▶ [TASK TO COMPLETE]
A verbatim reproduction of the lines below, from the line containing "on poll deliveries" through the line containing "existing.map_or(true, |s| !s.datapoints.contains(*p)))", both ends included, is the whole required output.

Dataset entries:
//! Per-connection interest sets shared by both registries
//!
//! Invariant: a `(connection, instance)` entry exists iff its datapoint set
//! is non-empty. The table itself is not synchronized; each registry keeps
//! it behind its own lock.

use std::collections::{BTreeSet, HashMap};

use vss_core::{
    ConnectionId, Format, HandlerError, HandlerResult, RequestId, Root, SubscribeRequest,
};

/// Interest of one connection in one instance
#[derive(Debug, Clone, PartialEq)]
pub struct Subscription {
    pub datapoints: BTreeSet<String>,
    /// Canonical path of the latest subscribe request
    pub path: String,
    pub root: Root,
    pub format: Format,
    /// Id of the latest subscribe request, echoed on poll deliveries
    pub request_id: Option<RequestId>,
}

/// Outcome of a successful unsubscribe
#[derive(Debug, Clone, PartialEq)]
pub struct Removal {
    pub removed: Vec<String>,
    /// The entry became empty and was deleted
    pub entry_dropped: bool,
}

#[derive(Debug, Default)]
pub struct SubscriptionTable {
    connections: HashMap<ConnectionId, HashMap<String, Subscription>>,
}

impl SubscriptionTable {
    pub fn new() -> Self {
        Self::default()
    }

    /// Merge `resolved` into the entry of `(conn, req.instance)`.
    ///
    /// Returns the datapoints that were not subscribed before. Fails with
    /// `AlreadySubscribed` (table unchanged) when there are none. Otherwise
    /// the request's path, root, format and id replace the stored ones.
    pub fn subscribe(
        &mut self,
        conn: ConnectionId,
        req: &SubscribeRequest,
        resolved: &[String],
    ) -> HandlerResult<Vec<String>> {
        let instance = req.instance.as_str();
        let existing = self
            .connections
            .get(&conn)
            .and_then(|per_instance| per_instance.get(instance));

        let new_points: Vec<String> = resolved
            .iter()
            .filter(|p| existing.map_or(true, |s| !s.datapoints.contains(*p)))
            .cloned()
            .collect::<BTreeSet<_>>()
            .into_iter()
            .collect();

        if new_points.is_empty() {
            return Err(HandlerError::AlreadySubscribed {
                instance: instance.to_string(),
                datapoints: resolved.to_vec(),
            });
        }

        let entry = self
            .connections
            .entry(conn)
            .or_default()
            .entry(instance.to_string())
            .or_insert_with(|| Subscription {
                datapoints: BTreeSet::new(),
                path: req.path.clone(),
                root: req.root,
                format: req.format,
                request_id: None,
            });
        entry.datapoints.extend(new_points.iter().cloned());
        entry.path = req.path.clone();
        entry.root = req.root;
        entry.format = req.format;
        entry.request_id = req.request_id.clone();

        Ok(new_points)
    }

    /// Remove the intersection of `resolved` and the entry of `(conn, instance)`
    pub fn unsubscribe(
        &mut self,
        conn: ConnectionId,
        instance: &str,
        resolved: &[String],
    ) -> HandlerResult<Removal> {
        let Some(per_instance) = self.connections.get_mut(&conn) else {
            return Err(HandlerError::NotSubscribed(instance.to_string()));
        };
        let Some(subscription) = per_instance.get_mut(instance) else {
            return Err(HandlerError::NotSubscribed(instance.to_string()));
        };

        let removed: Vec<String> = resolved
            .iter()
            .filter(|p| subscription.datapoints.remove(*p))
            .cloned()
            .collect();
        if removed.is_empty() {
            return Err(HandlerError::NotSubscribedDatapoints {
                instance: instance.to_string(),
                datapoints: resolved.to_vec(),
            });
        }

        let entry_dropped = subscription.datapoints.is_empty();
        if entry_dropped {
            per_instance.remove(instance);
            if per_instance.is_empty() {
                self.connections.remove(&conn);
            }
        }

        Ok(Removal {
            removed,
            entry_dropped,
        })
    }

    /// Drop every entry of `conn`, returning the instances it watched.
    /// Calling it for an unknown connection is a no-op.
    pub fn remove_connection(&mut self, conn: ConnectionId) -> Vec<String> {
        self.connections
            .remove(&conn)
            .map(|per_instance| per_instance.into_keys().collect())
            .unwrap_or_default()
    }

    pub fn get(&self, conn: ConnectionId, instance: &str) -> Option<&Subscription> {
        self.connections.get(&conn)?.get(instance)
    }

    /// True when any connection is subscribed to `instance`
    pub fn is_watched(&self, instance: &str) -> bool {
        self.connections
            .values()
            .any(|per_instance| per_instance.contains_key(instance))
    }

    /// Connections subscribed to `instance`
    pub fn subscribers<'a>(
        &'a self,
        instance: &'a str,
    ) -> impl Iterator<Item = (ConnectionId, &'a Subscription)> + 'a {
        self.connections
            .iter()
            .filter_map(move |(conn, per_instance)| per_instance.get(instance).map(|s| (*conn, s)))
    }

    /// Snapshot of all entries
    pub fn entries(&self) -> Vec<(ConnectionId, String, Subscription)> {
        self.connections
            .iter()
            .flat_map(|(conn, per_instance)| {
                per_instance
                    .iter()
                    .map(move |(instance, s)| (*conn, instance.clone(), s.clone()))
            })
            .collect()
    }

    pub fn is_empty(&self) -> bool {
        self.connections.is_empty()
    }

    /// Number of `(connection, instance)` entries
    pub fn len(&self) -> usize {
        self.connections.values().map(HashMap::len).sum()
    }
}
//! vss-router - WebSocket front end of the VSS datapoint gateway
//!
//! Accepts JSON-RPC frames over WebSocket, validates them into domain
//! messages and routes them to the connection's handler.

pub mod codec;
pub mod connection;
pub mod dispatcher;

use std::sync::Arc;

use axum::{
    extract::{ws::WebSocketUpgrade, State},
    response::Response,
    routing::get,
    Router,
};
use tower_http::cors::{Any, CorsLayer};
use tower_http::trace::TraceLayer;

pub use codec::{decode, encode, Rejection};
pub use connection::{ConnectionState, Connections};
pub use dispatcher::{Dispatcher, Session, DEFAULT_REQUEST_TIMEOUT};

/// Create the gateway router
///
/// `/` upgrades to the JSON-RPC WebSocket, `/health` answers plain `OK`.
pub fn create_router(dispatcher: Arc<Dispatcher>) -> Router {
    let cors = CorsLayer::new()
        .allow_origin(Any)
        .allow_methods(Any)
        .allow_headers(Any);

    Router::new()
        .route("/", get(ws_upgrade))
        .route("/health", get(|| async { "OK" }))
        .layer(cors)
        .layer(TraceLayer::new_for_http())
        .with_state(dispatcher)
}

async fn ws_upgrade(ws: WebSocketUpgrade, State(dispatcher): State<Arc<Dispatcher>>) -> Response {
    ws.on_upgrade(move |socket| dispatcher.serve(socket))
}
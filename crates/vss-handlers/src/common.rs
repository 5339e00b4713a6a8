//! Get/set/timeseries logic shared by both handler variants

use serde_json::{json, Map, Value};
use tracing::debug;

use vss_core::path::{to_key, UNDERSCORE};
use vss_core::{
    format_response, DatapointStore, Format, GetRequest, HandlerError, HandlerResult, NamedValue,
    ResponseMessage, Root, SetRequest, TimeseriesGetRequest,
};

fn resolve<S: DatapointStore + ?Sized>(store: &S, path: &str) -> HandlerResult<Vec<String>> {
    let resolved = store.catalog().resolve(path);
    if resolved.is_empty() {
        return Err(HandlerError::UnknownPath(path.to_string()));
    }
    Ok(resolved)
}

fn child_key(path: &str, relative: &str) -> String {
    if relative.is_empty() {
        path.to_string()
    } else {
        format!("{}{}{}", path, UNDERSCORE, to_key(relative))
    }
}

/// Leaves of a set payload as canonical keys
fn leaves(path: &str, data: &Value) -> Vec<NamedValue> {
    fn walk(key: String, value: &Value, out: &mut Vec<NamedValue>) {
        match value {
            Value::Object(map) => {
                for (k, v) in map {
                    walk(child_key(&key, k), v, out);
                }
            }
            other => out.push(NamedValue::new(key, other.clone())),
        }
    }

    let mut out = Vec::new();
    walk(path.to_string(), data, &mut out);
    out
}

pub(crate) async fn get<S: DatapointStore + ?Sized>(
    store: &S,
    req: &GetRequest,
) -> HandlerResult<ResponseMessage> {
    let resolved = resolve(store, &req.path)?;
    let result = store.query_values(&req.instance, &resolved, None).await?;

    let formatted = format_response(&req.path, &result.values, &result.metadata, req.root, req.format)
        .ok_or_else(|| HandlerError::DataNotFound {
            instance: req.instance.clone(),
            datapoints: resolved.clone(),
        })?;

    Ok(ResponseMessage::Data {
        instance: req.instance.clone(),
        data: formatted.data,
        metadata: formatted.metadata,
        request_id: req.request_id.clone(),
    })
}

pub(crate) async fn set<S: DatapointStore + ?Sized>(
    store: &S,
    req: &SetRequest,
) -> HandlerResult<ResponseMessage> {
    let catalog = store.catalog();
    let mut values = leaves(&req.path, &req.data);

    let unknown: Vec<String> = values
        .iter()
        .filter(|v| !catalog.contains(&v.name) || v.name == catalog.id_field())
        .map(|v| v.name.clone())
        .collect();
    if !unknown.is_empty() {
        return Err(HandlerError::UnknownNode(unknown));
    }

    let metadata: Vec<NamedValue> = match &req.metadata {
        Some(Value::Object(map)) => map
            .iter()
            .map(|(relative, value)| NamedValue::new(child_key(&req.path, relative), value.clone()))
            .collect(),
        Some(Value::Null) | None => Vec::new(),
        Some(_) => {
            return Err(HandlerError::InvalidRequest(
                "metadata must be an object".to_string(),
            ))
        }
    };

    values.push(NamedValue::new(
        catalog.id_field(),
        Value::String(req.instance.clone()),
    ));
    store.write_values(&req.instance, &values, &metadata).await?;
    debug!(instance = %req.instance, written = values.len() - 1, "Wrote datapoints");

    Ok(ResponseMessage::ok(
        format!("Successfully wrote data to '{}'", req.instance),
        req.request_id.clone(),
    ))
}

pub(crate) async fn timeseries_get<S: DatapointStore + ?Sized>(
    store: &S,
    req: &TimeseriesGetRequest,
) -> HandlerResult<ResponseMessage> {
    let resolved = resolve(store, &req.path)?;
    let series = store.query_series(&req.instance, &resolved, &req.range).await?;

    let values: Vec<NamedValue> = series
        .into_iter()
        .map(|s| {
            let samples = s
                .samples
                .into_iter()
                .map(|sample| {
                    let mut entry = Map::new();
                    entry.insert("ts".to_string(), json!(sample.ts));
                    entry.insert("value".to_string(), sample.value);
                    Value::Object(entry)
                })
                .collect();
            NamedValue::new(s.name, Value::Array(samples))
        })
        .collect();

    let formatted = format_response(&req.path, &values, &[], Root::Relative, Format::Nested)
        .ok_or_else(|| HandlerError::DataNotFound {
            instance: req.instance.clone(),
            datapoints: resolved.clone(),
        })?;

    Ok(ResponseMessage::Data {
        instance: req.instance.clone(),
        data: formatted.data,
        metadata: None,
        request_id: req.request_id.clone(),
    })
}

▶ [TASK OUTPUT]
    /// Id of the latest subscribe request, echoed on poll deliveries
    pub request_id: Option<RequestId>,
}

/// Outcome of a successful unsubscribe
#[derive(Debug, Clone, PartialEq)]
pub struct Removal {
    pub removed: Vec<String>,
    /// The entry became empty and was deleted
    pub entry_dropped: bool,
}

#[derive(Debug, Default)]
pub struct SubscriptionTable {
    connections: HashMap<ConnectionId, HashMap<String, Subscription>>,
}

impl SubscriptionTable {
    pub fn new() -> Self {
        Self::default()
    }

    /// Merge `resolved` into the entry of `(conn, req.instance)`.
    ///
    /// Returns the datapoints that were not subscribed before. Fails with
    /// `AlreadySubscribed` (table unchanged) when there are none. Otherwise
    /// the request's path, root, format and id replace the stored ones.
    pub fn subscribe(
        &mut self,
        conn: ConnectionId,
        req: &SubscribeRequest,
        resolved: &[String],
    ) -> HandlerResult<Vec<String>> {
        let instance = req.instance.as_str();
        let existing = self
            .connections
            .get(&conn)
            .and_then(|per_instance| per_instance.get(instance));

        let new_points: Vec<String> = resolved
            .iter()
            .filter(|p| existing.map_or(true, |s| !s.datapoints.contains(*p)))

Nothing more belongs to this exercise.